▸ Items listed in a dataset:
»»

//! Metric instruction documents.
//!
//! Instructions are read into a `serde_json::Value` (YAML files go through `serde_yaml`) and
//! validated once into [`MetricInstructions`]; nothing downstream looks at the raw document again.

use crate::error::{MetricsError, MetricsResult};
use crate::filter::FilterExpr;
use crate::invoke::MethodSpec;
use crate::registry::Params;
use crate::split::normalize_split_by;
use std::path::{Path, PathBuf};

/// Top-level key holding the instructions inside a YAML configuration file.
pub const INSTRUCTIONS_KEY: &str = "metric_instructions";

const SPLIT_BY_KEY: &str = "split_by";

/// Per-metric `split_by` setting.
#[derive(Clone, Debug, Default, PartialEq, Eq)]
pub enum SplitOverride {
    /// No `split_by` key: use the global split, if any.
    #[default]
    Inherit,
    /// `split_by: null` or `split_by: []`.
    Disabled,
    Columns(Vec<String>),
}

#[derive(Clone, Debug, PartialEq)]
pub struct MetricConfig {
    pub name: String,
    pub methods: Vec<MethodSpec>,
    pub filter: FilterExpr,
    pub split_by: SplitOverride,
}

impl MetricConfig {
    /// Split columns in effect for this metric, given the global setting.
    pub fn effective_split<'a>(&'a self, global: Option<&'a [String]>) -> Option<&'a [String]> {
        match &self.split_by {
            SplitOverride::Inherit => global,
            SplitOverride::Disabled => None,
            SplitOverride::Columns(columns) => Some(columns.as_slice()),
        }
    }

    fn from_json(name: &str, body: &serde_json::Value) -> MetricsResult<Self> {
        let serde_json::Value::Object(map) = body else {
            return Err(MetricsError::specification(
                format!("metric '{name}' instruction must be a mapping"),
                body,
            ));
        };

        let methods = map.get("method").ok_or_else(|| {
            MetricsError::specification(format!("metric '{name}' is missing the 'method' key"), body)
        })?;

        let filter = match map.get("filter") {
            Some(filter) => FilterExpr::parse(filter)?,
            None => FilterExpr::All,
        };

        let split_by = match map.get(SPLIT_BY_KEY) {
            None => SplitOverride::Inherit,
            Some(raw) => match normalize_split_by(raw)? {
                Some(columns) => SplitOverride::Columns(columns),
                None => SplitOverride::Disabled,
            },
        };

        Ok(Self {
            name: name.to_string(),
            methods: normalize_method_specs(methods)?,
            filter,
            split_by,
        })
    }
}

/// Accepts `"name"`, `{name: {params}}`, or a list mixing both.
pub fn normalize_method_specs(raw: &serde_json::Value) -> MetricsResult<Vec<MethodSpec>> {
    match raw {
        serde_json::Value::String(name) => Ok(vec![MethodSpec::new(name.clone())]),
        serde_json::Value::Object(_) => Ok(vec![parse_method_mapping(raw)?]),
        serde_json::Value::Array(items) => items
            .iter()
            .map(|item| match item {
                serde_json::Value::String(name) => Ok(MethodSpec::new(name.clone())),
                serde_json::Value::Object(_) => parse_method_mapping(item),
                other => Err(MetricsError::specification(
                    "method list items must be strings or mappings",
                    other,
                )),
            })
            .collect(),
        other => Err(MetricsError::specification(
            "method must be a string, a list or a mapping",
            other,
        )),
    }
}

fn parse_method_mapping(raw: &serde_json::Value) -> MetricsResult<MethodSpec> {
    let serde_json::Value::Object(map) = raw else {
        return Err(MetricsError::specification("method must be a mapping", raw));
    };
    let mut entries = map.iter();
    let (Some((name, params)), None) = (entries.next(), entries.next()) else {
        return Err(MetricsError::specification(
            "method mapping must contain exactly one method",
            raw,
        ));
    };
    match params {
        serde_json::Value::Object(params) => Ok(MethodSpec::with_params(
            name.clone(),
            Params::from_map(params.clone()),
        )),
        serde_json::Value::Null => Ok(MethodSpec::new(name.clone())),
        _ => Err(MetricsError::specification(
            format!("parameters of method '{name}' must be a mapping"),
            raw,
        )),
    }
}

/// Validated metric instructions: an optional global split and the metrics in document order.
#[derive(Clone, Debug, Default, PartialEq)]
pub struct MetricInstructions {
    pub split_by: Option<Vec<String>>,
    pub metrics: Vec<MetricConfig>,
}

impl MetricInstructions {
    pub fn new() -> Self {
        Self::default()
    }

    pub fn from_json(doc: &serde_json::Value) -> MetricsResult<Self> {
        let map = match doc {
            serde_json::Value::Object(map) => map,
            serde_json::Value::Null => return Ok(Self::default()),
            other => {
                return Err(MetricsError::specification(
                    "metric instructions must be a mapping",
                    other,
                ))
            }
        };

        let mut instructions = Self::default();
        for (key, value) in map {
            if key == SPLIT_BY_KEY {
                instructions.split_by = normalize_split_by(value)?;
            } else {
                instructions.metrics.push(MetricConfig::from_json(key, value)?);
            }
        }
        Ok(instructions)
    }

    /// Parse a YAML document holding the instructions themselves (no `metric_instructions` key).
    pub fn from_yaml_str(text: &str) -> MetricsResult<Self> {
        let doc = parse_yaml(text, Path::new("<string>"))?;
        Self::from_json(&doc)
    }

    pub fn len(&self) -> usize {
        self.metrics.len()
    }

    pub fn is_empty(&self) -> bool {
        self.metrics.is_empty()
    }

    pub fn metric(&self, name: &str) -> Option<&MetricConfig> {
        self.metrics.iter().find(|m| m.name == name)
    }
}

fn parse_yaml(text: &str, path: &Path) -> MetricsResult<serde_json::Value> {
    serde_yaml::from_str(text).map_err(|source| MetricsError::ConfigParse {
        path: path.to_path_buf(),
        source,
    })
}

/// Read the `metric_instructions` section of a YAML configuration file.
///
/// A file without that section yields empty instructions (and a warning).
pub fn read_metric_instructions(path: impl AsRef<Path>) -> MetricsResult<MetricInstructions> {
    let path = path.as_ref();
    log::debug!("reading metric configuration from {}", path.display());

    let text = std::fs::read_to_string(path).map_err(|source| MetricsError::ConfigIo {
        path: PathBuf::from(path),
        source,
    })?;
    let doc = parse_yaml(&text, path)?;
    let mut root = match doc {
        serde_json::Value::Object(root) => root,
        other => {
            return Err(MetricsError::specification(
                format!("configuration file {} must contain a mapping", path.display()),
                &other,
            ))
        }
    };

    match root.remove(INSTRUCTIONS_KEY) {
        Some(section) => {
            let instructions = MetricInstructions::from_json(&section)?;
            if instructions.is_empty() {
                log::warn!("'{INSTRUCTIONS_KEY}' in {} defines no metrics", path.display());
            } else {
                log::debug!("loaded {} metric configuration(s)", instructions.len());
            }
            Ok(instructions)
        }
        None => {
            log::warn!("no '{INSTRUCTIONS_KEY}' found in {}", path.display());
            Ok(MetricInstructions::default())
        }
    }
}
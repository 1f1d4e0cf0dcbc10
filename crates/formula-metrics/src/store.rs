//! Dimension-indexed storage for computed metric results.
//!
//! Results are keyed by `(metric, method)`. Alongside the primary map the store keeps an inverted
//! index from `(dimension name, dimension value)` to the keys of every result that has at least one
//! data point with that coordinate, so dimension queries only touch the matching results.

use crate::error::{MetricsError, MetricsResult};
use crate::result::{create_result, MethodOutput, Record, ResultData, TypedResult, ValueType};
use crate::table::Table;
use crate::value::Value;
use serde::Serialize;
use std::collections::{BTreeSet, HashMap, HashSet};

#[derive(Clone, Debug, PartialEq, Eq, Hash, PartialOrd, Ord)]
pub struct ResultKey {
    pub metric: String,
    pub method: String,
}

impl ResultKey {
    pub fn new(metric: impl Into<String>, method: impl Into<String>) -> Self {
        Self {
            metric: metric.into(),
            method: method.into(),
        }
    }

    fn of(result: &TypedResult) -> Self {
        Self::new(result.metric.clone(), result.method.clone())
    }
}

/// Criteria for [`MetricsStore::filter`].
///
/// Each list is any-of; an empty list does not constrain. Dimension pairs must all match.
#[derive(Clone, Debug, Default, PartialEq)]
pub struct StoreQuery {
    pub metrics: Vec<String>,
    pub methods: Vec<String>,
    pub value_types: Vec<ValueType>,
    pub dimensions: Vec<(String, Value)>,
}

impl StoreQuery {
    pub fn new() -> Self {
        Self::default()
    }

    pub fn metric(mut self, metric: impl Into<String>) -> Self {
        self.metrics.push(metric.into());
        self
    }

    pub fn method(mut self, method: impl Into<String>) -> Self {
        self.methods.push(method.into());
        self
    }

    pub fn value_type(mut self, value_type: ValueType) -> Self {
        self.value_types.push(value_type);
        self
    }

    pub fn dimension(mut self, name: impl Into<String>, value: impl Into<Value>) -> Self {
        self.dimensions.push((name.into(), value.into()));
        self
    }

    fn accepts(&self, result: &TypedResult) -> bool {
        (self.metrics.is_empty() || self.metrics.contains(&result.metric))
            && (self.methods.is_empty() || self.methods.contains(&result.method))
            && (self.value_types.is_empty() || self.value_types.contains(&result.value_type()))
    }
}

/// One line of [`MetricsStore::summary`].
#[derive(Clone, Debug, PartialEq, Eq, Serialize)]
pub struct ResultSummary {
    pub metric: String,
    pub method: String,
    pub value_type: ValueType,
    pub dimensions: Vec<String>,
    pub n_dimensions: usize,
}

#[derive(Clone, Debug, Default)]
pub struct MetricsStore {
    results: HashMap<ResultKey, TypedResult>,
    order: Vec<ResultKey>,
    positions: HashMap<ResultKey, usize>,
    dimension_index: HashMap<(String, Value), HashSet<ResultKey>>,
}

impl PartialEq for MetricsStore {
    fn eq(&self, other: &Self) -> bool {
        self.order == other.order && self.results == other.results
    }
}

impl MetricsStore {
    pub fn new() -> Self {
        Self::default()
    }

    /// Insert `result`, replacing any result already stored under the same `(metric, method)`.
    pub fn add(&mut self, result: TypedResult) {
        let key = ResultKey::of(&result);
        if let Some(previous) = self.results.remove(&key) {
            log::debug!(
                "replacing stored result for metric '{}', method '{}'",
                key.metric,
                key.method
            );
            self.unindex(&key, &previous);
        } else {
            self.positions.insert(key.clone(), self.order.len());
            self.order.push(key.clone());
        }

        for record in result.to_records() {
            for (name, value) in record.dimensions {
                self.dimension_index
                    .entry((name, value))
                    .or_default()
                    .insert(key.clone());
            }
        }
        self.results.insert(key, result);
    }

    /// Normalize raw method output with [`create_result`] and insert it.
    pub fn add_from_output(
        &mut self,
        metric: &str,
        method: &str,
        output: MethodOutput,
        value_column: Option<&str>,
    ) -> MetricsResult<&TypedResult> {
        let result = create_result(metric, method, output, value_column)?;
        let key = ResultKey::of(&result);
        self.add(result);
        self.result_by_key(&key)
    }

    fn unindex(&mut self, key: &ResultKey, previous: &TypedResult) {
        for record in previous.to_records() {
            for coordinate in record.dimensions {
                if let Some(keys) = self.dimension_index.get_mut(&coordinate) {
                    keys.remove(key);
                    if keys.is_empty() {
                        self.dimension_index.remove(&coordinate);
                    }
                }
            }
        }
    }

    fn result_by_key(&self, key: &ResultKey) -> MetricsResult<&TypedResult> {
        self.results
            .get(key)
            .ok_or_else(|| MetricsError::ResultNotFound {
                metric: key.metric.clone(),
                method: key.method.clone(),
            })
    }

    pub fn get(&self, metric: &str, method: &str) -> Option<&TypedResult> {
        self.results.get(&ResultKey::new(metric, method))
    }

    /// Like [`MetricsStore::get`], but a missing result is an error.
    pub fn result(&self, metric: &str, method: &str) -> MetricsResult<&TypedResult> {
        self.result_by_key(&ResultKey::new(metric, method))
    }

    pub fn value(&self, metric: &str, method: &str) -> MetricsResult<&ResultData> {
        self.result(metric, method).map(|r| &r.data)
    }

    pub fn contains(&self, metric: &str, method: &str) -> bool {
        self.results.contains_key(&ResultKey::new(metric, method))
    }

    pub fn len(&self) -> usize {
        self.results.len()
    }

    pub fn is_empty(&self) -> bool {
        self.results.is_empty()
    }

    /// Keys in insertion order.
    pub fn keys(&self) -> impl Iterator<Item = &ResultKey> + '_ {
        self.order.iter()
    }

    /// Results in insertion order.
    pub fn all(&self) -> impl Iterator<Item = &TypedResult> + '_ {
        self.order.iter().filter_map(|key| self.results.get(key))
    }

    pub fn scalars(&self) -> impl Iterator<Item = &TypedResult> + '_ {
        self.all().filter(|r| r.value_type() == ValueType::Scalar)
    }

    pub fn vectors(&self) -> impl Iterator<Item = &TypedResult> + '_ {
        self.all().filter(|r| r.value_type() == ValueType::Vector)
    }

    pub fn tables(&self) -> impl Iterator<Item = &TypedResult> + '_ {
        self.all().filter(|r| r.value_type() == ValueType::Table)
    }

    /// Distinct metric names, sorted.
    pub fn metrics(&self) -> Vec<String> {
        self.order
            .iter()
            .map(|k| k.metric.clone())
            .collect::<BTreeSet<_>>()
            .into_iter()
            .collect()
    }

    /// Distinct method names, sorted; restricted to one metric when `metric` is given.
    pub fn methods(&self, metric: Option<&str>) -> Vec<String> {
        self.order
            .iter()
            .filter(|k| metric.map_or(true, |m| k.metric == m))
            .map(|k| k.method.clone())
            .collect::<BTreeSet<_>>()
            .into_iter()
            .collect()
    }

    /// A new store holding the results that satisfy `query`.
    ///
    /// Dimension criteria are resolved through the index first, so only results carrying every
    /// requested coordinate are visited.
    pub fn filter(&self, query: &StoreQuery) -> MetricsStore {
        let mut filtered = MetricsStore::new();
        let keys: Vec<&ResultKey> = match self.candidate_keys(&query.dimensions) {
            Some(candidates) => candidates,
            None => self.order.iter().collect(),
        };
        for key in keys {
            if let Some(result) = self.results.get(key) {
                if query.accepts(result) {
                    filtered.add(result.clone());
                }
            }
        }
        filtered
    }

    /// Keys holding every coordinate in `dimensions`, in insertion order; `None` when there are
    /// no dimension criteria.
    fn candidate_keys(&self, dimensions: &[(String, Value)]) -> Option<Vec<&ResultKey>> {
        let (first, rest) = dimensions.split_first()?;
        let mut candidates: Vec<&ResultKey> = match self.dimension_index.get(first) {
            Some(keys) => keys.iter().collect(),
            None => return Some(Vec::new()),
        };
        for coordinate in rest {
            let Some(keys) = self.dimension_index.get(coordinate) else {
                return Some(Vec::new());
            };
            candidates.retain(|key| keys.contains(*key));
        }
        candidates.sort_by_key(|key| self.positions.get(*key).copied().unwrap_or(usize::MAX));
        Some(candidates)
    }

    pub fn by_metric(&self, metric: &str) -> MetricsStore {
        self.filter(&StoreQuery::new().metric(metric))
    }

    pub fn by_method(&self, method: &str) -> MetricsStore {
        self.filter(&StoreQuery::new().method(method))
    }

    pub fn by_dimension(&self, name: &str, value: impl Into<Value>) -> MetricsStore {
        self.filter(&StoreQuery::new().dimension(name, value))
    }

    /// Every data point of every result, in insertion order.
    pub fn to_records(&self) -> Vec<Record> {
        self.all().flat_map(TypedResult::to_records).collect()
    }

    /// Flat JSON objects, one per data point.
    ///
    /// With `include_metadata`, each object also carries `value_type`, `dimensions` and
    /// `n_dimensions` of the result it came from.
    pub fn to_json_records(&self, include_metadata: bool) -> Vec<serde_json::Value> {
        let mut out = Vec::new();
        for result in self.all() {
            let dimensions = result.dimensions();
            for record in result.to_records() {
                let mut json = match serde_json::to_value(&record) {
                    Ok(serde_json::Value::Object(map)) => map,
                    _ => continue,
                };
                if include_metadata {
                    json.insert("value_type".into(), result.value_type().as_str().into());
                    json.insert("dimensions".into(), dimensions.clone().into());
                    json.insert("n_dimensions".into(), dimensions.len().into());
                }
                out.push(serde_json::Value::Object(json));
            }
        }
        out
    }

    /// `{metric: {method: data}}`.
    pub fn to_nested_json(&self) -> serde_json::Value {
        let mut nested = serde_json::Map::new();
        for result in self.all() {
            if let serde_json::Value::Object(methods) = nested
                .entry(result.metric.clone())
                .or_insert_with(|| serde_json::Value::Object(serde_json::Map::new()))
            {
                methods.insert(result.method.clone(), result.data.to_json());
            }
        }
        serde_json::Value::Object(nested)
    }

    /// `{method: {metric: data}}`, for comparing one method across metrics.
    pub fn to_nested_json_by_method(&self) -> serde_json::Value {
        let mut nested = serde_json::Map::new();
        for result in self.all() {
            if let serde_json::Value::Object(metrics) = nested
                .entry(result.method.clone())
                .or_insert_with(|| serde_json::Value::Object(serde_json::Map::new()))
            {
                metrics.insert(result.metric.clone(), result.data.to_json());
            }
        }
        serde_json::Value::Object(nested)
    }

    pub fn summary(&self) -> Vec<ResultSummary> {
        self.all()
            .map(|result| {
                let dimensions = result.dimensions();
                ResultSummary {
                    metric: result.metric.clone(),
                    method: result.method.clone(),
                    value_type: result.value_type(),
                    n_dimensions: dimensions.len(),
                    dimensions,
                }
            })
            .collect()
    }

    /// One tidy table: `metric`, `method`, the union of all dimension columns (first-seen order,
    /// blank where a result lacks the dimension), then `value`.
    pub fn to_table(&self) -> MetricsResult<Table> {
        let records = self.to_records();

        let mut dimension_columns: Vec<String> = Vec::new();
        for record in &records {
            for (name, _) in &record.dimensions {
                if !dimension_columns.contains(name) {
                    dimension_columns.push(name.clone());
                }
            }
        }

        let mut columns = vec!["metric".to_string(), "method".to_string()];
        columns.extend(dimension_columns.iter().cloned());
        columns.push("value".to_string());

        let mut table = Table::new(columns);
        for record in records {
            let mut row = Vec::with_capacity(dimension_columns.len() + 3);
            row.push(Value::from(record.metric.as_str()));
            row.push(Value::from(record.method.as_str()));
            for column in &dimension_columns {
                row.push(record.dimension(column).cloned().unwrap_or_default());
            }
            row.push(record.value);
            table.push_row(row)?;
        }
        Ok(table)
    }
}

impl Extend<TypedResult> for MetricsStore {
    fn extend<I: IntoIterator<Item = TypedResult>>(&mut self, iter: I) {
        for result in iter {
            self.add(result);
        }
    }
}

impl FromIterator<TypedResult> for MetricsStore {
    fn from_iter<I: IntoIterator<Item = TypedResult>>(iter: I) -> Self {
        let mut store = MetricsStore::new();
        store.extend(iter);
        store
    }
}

««

▸ Problem to work on: Only lines that contain the string "MetricConfig" count; pick each one out of the records and copy it.

▸ Solution to this exercise:
pub struct MetricConfig {
impl MetricConfig {
    pub metrics: Vec<MetricConfig>,
                instructions.metrics.push(MetricConfig::from_json(key, value)?);
    pub fn metric(&self, name: &str) -> Option<&MetricConfig> {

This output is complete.